How to complete this task: From the first line onward, reproduce the records exactly; the final line to include is the one holding "const EPOCH_SECS: u64 = 1_577_836_800;".

Material for this exercise:
========

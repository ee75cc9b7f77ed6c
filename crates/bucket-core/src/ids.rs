//! Short, URL-safe, practically-unique bucket ids.
//!
//! Ids are 12 symbols over a fixed 64-symbol alphabet: one worker symbol,
//! three symbols of a coarse time counter, three of a per-process sequence,
//! and five random. In-process uniqueness is exact while the sequence has
//! not wrapped; across processes it is statistical — no collision check is
//! made against the archive, by design, given the alphabet size and call
//! volume.

use std::sync::Mutex;
use std::sync::atomic::{AtomicU64, Ordering};
use std::time::{SystemTime, UNIX_EPOCH};

use rand::rngs::StdRng;
use rand::{Rng, SeedableRng};

use crate::error::GenerationError;

/// Fixed URL-safe alphabet, 64 symbols.
const ALPHABET: &[u8; 64] =
    b"ABCDEFGHIJKLMNOPQRSTUVWXYZabcdefghijklmnopqrstuvwxyz0123456789_-";

/// Generator epoch: 2020-01-01T00:00:00Z. Ids encode minutes since then.
const EPOCH_SECS: u64 = 1_577_836_800;

/// Length of every generated id.
pub const ID_LEN: usize = 12;

/// Produces short bucket ids.
///
/// Seeded once at process start from the current time plus the worker
/// index; share one instance per process behind an `Arc`.
pub struct IdGenerator {
    worker: u8,
    seq: AtomicU64,
    rng: Mutex<StdRng>,
}

impl IdGenerator {
    /// Create a generator for `worker` (folded into the alphabet range).
    ///
    /// Fails if the wall clock reads before the Unix epoch.
    pub fn new(worker: u8) -> Result<Self, GenerationError> {
        let now = SystemTime::now()
            .duration_since(UNIX_EPOCH)
            .map_err(|_| GenerationError::ClockSkew)?;
        let seed = now.as_nanos() as u64 ^ (u64::from(worker) << 56);

        Ok(Self {
            worker: worker & 0x3f,
            seq: AtomicU64::new(0),
            rng: Mutex::new(StdRng::seed_from_u64(seed)),
        })
    }

    /// Produce a fresh id, or fail — the caller decides whether to retry.
    pub fn next(&self) -> Result<String, GenerationError> {
        let secs = SystemTime::now()
            .duration_since(UNIX_EPOCH)
            .map_err(|_| GenerationError::ClockSkew)?
            .as_secs();
        let minutes = secs
            .checked_sub(EPOCH_SECS)
            .ok_or(GenerationError::ClockSkew)?
            / 60;
        let seq = self.seq.fetch_add(1, Ordering::Relaxed);
        let mut rng = self.rng.lock().map_err(|_| GenerationError::Poisoned)?;

        let mut id = String::with_capacity(ID_LEN);
        id.push(symbol(self.worker));
        for shift in [12, 6, 0] {
            id.push(symbol((minutes >> shift) as u8));
        }
        for shift in [12, 6, 0] {
            id.push(symbol((seq >> shift) as u8));
        }
        for _ in 0..5 {
            let idx = rng.gen_range(0..ALPHABET.len());
            id.push(ALPHABET[idx] as char);
        }

        Ok(id)
    }
}

fn symbol(v: u8) -> char {
    ALPHABET[(v & 0x3f) as usize] as char
}

// ── tests ────────────────────────────────────────────────────────────

#[cfg(test)]
mod tests {
    use super::*;
    use std::collections::HashSet;

    #[test]
    fn ids_have_fixed_length_and_alphabet() {
        let generator = IdGenerator::new(0).unwrap();
        let id = generator.next().unwrap();

        assert_eq!(id.len(), ID_LEN);
        assert!(id.bytes().all(|b| ALPHABET.contains(&b)));
    }

    #[test]
    fn sequential_ids_are_unique() {
        let generator = IdGenerator::new(3).unwrap();
        let mut seen = HashSet::new();

        for _ in 0..10_000 {
            let id = generator.next().unwrap();
            assert!(seen.insert(id), "duplicate id generated");
        }
    }

    #[test]
    fn workers_stamp_their_symbol() {
        for worker in [0u8, 1, 42, 63] {
            let generator = IdGenerator::new(worker).unwrap();
            let id = generator.next().unwrap();
            assert_eq!(id.chars().next().unwrap(), symbol(worker));
        }
    }

    #[test]
    fn worker_index_folds_into_alphabet() {
        // 64 and 0 share a symbol; the id stays within the alphabet.
        let generator = IdGenerator::new(64).unwrap();
        let id = generator.next().unwrap();
        assert_eq!(id.chars().next().unwrap(), symbol(0));
    }

    #[test]
    fn generators_with_different_seeds_diverge() {
        let a = IdGenerator::new(1).unwrap();
        let b = IdGenerator::new(2).unwrap();

        // Same sequence numbers, different worker and seed: the ids differ.
        assert_ne!(a.next().unwrap(), b.next().unwrap());
    }
}
//! The Concept Archive — durable buckets keyed by generated id.
//!
//! The archive is the single source of truth for bucket contents. It knows
//! nothing about ownership: which chat owns which bucket id lives in the
//! [`SessionCache`](crate::session::SessionCache), and a session holding an
//! id the archive cannot resolve is a tolerated state, not corruption.

use std::collections::BTreeMap;

use serde::{Deserialize, Serialize};
use tracing::debug;

use crate::db::Database;
use crate::error::{StoreError, StoreResult};
use crate::kv::Namespace;

// ═══════════════════════════════════════════════════════════════════════
//  Types
// ═══════════════════════════════════════════════════════════════════════

/// A titled note with a text body, unique by title within its bucket.
#[derive(Debug, Clone, PartialEq, Eq, Serialize, Deserialize)]
pub struct Concept {
    pub title: String,
    pub body: String,
    /// Unix timestamp of the write that produced this revision.
    pub created_at: i64,
}

/// A named collection of concepts, addressed externally by a generated id.
///
/// The name is set once at creation and never checked for uniqueness — two
/// buckets may share a name; only the id is authoritative. A bucket with no
/// concepts is valid.
#[derive(Debug, Clone, Default, PartialEq, Eq, Serialize, Deserialize)]
pub struct Bucket {
    pub name: String,
    /// Concepts keyed by title.
    #[serde(default)]
    pub concepts: BTreeMap<String, Concept>,
}

impl Bucket {
    /// Create an empty bucket with the given name.
    pub fn new(name: impl Into<String>) -> Self {
        Self {
            name: name.into(),
            concepts: BTreeMap::new(),
        }
    }

    /// Insert a concept, replacing any previous one with the same title.
    ///
    /// Last write wins; no history is kept.
    pub fn upsert_concept(&mut self, title: impl Into<String>, body: impl Into<String>, now: i64) {
        let title = title.into();
        self.concepts.insert(
            title.clone(),
            Concept {
                title,
                body: body.into(),
                created_at: now,
            },
        );
    }
}

// ═══════════════════════════════════════════════════════════════════════
//  ConceptArchive
// ═══════════════════════════════════════════════════════════════════════

/// Durable mapping from bucket id to [`Bucket`] record.
///
/// No delete and no listing by owner: deletion has no user path, and
/// ownership is the session cache's concern.
#[derive(Clone)]
pub struct ConceptArchive {
    ns: Namespace,
}

impl ConceptArchive {
    /// Create an archive backed by `db`.
    pub fn new(db: Database) -> Self {
        Self {
            ns: Namespace::new(db, "buckets"),
        }
    }

    /// Store `bucket` under `id`, overwriting any previous record.
    pub async fn put(&self, id: &str, bucket: &Bucket) -> StoreResult<()> {
        self.ns.put(id, bucket).await?;
        debug!(bucket_id = %id, "bucket stored");
        Ok(())
    }

    /// Load the bucket stored under `id`.
    ///
    /// An absent key is an error here: every bucket id presented by a user
    /// should resolve.
    pub async fn get(&self, id: &str) -> StoreResult<Bucket> {
        self.ns
            .get(id)
            .await?
            .ok_or_else(|| StoreError::NotFound {
                entity: "bucket",
                key: id.to_string(),
            })
    }

    /// True if a bucket exists under `id`.
    pub async fn exists(&self, id: &str) -> StoreResult<bool> {
        self.ns.contains(id).await
    }

    /// Snapshot of every bucket id in the archive.
    pub async fn keys(&self) -> StoreResult<Vec<String>> {
        self.ns.keys().await
    }
}

// ── tests ────────────────────────────────────────────────────────────
//! Concept Bucket — Telegram bot gateway.
//!
//! Polls Telegram for incoming messages and feeds them to one session task
//! per chat. Buckets and sessions persist in a SQLite database under the
//! data directory, so everything survives restarts.

mod dispatch;
mod telegram;

use std::path::PathBuf;
use std::sync::Arc;
use std::time::Duration;

use anyhow::{Context, Result};
use clap::Parser;
use tracing::{info, warn};
use tracing_subscriber::EnvFilter;

use bucket_core::IdGenerator;
use bucket_store::{ConceptArchive, Database, SessionCache};

use crate::dispatch::Dispatcher;
use crate::telegram::TelegramClient;

#[derive(Parser)]
#[command(name = "bucket-bot", about = "Concept Bucket Telegram bot", version)]
struct Args {
    /// Directory holding the SQLite database.
    #[arg(long, default_value = "data")]
    data_dir: PathBuf,

    /// Long-poll timeout in seconds.
    #[arg(long, default_value_t = 30)]
    poll_timeout: u64,

    /// Worker index stamped into generated bucket ids.
    #[arg(long, default_value_t = 0)]
    worker: u8,
}

#[tokio::main]
async fn main() -> Result<()> {
    dotenvy::dotenv().ok();
    init_tracing("info");

    let args = Args::parse();

    let token = std::env::var("TELEGRAM_BOT_TOKEN").context(
        "TELEGRAM_BOT_TOKEN is required. Create a bot at https://t.me/BotFather",
    )?;

    let client = TelegramClient::new(&token);
    let bot_name = client.get_me().await?;

    if !args.data_dir.exists() {
        std::fs::create_dir_all(&args.data_dir).context("failed to create data directory")?;
    }
    let db = Database::open_and_migrate(args.data_dir.join("bucket.db"))
        .await
        .context("failed to open database")?;

    let archive = ConceptArchive::new(db.clone());
    let cache = SessionCache::new(db);
    let ids = Arc::new(IdGenerator::new(args.worker)?);

    println!();
    println!("  Concept Bucket v{}", env!("CARGO_PKG_VERSION"));
    println!("  Bot: @{bot_name}");
    println!("  Data: {}", args.data_dir.display());
    println!("  Long-poll timeout: {}s", args.poll_timeout);
    println!();
    println!("  Bot is running. Send messages to @{bot_name} on Telegram.");
    println!("  Press Ctrl+C to stop.");
    println!();

    info!(bot = %bot_name, "starting Telegram gateway");

    let mut dispatcher = Dispatcher::new(archive, cache, ids, client.clone());
    let mut offset: i64 = 0;

    loop {
        let updates = match client.get_updates(offset, args.poll_timeout).await {
            Ok(updates) => updates,
            Err(err) => {
                warn!(error = %err, "Telegram poll failed, retrying...");
                tokio::time::sleep(Duration::from_secs(5)).await;
                continue;
            }
        };

        for update in &updates {
            offset = offset.max(telegram::update_id(update) + 1);

            if let Some((chat_id, text)) = telegram::extract_event(update) {
                dispatcher.dispatch(chat_id, text);
            }
        }
    }
}

fn init_tracing(default_level: &str) {
    let filter =
        EnvFilter::try_from_default_env().unwrap_or_else(|_| EnvFilter::new(default_level));

    tracing_subscriber::fmt()
        .with_env_filter(filter)
        .with_target(false)
        .compact()
        .init();
}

========

Written response:
repository ee75cc9b7f77ed6c
filename crates/bucket-core/src/ids.rs
//! Short, URL-safe, practically-unique bucket ids.
//!
//! Ids are 12 symbols over a fixed 64-symbol alphabet: one worker symbol,
//! three symbols of a coarse time counter, three of a per-process sequence,
//! and five random. In-process uniqueness is exact while the sequence has
//! not wrapped; across processes it is statistical — no collision check is
//! made against the archive, by design, given the alphabet size and call
//! volume.

use std::sync::Mutex;
use std::sync::atomic::{AtomicU64, Ordering};
use std::time::{SystemTime, UNIX_EPOCH};

use rand::rngs::StdRng;
use rand::{Rng, SeedableRng};

use crate::error::GenerationError;

/// Fixed URL-safe alphabet, 64 symbols.
const ALPHABET: &[u8; 64] =
    b"ABCDEFGHIJKLMNOPQRSTUVWXYZabcdefghijklmnopqrstuvwxyz0123456789_-";

/// Generator epoch: 2020-01-01T00:00:00Z. Ids encode minutes since then.
const EPOCH_SECS: u64 = 1_577_836_800;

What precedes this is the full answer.